- [Work item]: Return all lines from the listing below that include the word "SimulatedChain".

# # # # # # #

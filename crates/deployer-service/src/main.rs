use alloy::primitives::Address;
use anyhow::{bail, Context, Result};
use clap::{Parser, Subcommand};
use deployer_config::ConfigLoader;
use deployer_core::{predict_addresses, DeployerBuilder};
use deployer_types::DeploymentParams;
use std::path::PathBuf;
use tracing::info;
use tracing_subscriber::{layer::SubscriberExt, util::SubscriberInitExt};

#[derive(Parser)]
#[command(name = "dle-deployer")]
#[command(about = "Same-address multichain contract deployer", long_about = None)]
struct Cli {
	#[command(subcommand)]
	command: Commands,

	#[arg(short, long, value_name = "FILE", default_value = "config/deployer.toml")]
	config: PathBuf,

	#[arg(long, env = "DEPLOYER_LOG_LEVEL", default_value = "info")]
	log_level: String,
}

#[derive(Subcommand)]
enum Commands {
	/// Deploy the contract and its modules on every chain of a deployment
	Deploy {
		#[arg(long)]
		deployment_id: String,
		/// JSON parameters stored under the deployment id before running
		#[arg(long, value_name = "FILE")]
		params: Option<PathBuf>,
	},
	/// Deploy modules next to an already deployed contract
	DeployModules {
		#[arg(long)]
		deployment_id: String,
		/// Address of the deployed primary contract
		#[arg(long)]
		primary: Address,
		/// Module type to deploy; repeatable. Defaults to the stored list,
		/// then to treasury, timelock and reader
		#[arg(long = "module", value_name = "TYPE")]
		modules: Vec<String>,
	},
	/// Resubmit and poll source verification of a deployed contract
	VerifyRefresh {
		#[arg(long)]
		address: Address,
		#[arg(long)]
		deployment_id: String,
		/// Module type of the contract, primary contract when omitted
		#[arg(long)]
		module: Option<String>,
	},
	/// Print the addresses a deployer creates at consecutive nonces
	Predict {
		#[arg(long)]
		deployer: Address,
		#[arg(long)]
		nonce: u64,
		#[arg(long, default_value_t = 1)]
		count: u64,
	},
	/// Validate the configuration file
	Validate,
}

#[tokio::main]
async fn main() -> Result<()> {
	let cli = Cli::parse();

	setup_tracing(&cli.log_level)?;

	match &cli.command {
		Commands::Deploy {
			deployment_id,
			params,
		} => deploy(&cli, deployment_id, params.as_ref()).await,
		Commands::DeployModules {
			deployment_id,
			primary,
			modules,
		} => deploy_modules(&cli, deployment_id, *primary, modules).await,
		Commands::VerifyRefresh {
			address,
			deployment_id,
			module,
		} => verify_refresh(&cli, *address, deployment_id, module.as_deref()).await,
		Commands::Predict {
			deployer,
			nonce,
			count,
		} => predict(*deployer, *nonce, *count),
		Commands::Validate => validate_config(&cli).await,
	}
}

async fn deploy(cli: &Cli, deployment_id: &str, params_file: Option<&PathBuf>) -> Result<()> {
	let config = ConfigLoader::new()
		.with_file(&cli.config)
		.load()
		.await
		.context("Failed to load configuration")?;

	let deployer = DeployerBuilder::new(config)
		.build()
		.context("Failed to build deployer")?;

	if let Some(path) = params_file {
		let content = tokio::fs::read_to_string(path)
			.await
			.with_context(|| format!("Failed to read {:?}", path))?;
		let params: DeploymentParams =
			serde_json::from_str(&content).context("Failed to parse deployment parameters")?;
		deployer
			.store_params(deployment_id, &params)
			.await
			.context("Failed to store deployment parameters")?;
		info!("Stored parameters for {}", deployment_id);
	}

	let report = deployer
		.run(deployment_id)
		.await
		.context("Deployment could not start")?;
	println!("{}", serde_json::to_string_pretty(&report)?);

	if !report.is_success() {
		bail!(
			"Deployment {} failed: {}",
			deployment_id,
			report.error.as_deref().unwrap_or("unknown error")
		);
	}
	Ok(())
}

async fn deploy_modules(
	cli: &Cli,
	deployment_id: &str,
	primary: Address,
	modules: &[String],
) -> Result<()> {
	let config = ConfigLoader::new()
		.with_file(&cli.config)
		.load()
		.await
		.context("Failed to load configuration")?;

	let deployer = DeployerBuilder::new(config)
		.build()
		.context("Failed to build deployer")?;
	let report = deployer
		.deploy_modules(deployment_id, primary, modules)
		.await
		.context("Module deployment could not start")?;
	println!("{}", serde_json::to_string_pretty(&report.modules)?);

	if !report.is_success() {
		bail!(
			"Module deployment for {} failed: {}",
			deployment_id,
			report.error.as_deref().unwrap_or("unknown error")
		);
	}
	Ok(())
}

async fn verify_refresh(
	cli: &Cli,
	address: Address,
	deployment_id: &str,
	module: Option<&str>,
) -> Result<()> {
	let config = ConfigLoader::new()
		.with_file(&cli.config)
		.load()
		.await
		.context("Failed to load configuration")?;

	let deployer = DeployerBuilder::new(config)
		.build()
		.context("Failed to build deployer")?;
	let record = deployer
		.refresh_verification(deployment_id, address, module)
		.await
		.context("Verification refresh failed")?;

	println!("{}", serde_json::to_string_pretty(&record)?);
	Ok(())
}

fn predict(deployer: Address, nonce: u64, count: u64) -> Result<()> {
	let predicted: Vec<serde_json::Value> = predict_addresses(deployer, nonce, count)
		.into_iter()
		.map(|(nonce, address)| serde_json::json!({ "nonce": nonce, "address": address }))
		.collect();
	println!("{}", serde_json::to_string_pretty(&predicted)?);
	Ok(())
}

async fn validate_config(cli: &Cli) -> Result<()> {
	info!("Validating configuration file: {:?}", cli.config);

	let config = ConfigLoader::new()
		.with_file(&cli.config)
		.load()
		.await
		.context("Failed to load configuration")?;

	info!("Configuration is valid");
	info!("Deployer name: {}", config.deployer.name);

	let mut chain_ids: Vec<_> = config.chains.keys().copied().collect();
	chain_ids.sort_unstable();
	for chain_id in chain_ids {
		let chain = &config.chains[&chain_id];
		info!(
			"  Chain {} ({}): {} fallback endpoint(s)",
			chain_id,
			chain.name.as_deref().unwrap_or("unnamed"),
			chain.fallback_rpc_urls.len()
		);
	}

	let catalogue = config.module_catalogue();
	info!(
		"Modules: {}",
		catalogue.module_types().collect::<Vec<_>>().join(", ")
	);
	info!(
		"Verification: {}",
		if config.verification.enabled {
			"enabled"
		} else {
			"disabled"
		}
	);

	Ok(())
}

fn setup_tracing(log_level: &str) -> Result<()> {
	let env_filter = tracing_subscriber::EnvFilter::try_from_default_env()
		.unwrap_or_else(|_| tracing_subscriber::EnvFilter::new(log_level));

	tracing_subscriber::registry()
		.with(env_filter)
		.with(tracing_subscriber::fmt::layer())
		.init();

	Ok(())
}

# # # # # # #

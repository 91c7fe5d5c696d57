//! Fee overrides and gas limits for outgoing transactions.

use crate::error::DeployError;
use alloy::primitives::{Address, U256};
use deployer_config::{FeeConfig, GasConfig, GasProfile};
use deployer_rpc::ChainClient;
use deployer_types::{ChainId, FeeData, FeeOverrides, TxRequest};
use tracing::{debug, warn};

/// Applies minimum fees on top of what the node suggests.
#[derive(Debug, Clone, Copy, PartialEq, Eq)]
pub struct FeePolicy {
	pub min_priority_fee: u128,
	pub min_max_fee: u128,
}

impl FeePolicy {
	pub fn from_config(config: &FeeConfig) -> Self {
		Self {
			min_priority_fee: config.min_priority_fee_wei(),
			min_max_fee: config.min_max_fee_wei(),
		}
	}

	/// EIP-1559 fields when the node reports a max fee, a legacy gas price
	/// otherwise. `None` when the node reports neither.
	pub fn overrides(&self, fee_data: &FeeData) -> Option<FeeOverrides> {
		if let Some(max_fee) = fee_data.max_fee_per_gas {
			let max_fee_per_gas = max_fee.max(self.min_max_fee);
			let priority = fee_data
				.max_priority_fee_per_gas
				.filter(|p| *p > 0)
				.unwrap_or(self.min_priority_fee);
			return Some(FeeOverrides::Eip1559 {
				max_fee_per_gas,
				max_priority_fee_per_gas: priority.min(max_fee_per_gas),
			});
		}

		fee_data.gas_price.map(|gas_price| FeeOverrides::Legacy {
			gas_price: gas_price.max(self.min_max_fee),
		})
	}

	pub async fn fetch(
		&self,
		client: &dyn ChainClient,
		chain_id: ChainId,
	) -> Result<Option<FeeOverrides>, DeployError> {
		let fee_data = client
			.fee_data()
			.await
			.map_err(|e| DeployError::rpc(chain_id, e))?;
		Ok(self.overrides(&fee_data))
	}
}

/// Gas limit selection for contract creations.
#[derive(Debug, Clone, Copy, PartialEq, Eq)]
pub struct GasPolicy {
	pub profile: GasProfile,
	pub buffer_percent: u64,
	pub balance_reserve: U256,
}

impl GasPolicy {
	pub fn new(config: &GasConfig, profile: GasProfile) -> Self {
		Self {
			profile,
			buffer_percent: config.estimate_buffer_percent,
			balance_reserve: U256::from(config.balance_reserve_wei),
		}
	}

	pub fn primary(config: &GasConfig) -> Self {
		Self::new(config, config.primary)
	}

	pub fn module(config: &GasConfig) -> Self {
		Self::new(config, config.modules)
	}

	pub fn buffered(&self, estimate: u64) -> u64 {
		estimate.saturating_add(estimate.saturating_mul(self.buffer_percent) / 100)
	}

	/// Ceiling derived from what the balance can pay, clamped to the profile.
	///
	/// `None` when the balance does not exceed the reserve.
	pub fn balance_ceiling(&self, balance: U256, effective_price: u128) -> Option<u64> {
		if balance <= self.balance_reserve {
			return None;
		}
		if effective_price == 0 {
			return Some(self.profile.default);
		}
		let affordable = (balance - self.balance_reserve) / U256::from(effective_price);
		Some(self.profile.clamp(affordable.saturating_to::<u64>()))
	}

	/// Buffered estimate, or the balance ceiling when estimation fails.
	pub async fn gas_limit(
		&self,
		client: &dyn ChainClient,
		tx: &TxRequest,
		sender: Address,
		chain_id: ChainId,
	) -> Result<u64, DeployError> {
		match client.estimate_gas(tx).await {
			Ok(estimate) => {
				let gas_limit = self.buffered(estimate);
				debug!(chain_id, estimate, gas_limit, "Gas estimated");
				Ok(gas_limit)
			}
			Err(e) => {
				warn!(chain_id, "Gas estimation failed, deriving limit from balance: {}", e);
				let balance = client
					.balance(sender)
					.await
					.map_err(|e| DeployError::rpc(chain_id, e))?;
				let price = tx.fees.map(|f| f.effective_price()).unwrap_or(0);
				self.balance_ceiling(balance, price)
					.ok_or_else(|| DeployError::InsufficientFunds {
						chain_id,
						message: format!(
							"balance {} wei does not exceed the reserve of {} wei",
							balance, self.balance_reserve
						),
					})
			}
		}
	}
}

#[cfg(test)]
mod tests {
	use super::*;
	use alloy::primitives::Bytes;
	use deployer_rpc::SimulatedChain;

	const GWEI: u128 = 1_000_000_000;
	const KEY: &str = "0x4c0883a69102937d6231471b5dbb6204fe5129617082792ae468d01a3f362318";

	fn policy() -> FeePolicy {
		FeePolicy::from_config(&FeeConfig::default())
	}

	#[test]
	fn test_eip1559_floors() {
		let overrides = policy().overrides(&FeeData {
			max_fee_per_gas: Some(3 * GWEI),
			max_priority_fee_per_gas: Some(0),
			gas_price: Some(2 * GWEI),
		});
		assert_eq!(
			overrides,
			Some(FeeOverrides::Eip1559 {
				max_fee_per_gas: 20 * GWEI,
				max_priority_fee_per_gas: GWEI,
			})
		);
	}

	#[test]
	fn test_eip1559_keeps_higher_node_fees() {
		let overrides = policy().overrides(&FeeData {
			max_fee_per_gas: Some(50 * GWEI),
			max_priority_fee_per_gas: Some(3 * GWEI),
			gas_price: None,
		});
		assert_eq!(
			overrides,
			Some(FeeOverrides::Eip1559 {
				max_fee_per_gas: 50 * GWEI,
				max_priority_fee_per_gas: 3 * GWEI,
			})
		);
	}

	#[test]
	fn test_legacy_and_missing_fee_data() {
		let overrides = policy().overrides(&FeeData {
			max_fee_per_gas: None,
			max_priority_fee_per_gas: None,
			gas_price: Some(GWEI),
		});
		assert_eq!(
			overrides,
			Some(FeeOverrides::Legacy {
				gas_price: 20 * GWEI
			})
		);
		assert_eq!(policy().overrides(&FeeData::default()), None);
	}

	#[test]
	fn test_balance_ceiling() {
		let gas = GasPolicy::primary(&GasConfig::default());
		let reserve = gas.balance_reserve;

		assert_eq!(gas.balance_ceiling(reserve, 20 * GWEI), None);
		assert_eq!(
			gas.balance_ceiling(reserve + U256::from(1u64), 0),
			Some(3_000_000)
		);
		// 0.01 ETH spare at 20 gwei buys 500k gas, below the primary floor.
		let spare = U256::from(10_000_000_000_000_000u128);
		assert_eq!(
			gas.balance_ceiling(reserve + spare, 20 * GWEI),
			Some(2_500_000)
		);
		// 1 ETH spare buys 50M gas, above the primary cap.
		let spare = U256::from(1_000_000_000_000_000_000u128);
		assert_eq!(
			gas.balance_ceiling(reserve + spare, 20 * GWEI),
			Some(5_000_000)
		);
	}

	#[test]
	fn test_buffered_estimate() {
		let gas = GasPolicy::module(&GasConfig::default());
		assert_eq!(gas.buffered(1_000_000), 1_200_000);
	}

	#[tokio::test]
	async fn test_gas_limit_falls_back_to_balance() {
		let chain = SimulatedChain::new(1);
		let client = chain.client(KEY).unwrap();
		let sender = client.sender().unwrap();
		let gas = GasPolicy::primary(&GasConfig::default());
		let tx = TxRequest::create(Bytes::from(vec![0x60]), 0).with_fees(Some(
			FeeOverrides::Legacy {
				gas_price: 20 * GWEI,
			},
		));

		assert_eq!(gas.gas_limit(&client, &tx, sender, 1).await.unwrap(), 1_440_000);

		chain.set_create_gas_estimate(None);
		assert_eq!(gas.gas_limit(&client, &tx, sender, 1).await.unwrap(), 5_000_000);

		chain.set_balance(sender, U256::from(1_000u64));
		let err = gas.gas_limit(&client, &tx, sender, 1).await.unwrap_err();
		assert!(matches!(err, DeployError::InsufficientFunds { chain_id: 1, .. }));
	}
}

# # # # # # #

- [Written response]:
	use deployer_rpc::SimulatedChain;
		let chain = SimulatedChain::new(1);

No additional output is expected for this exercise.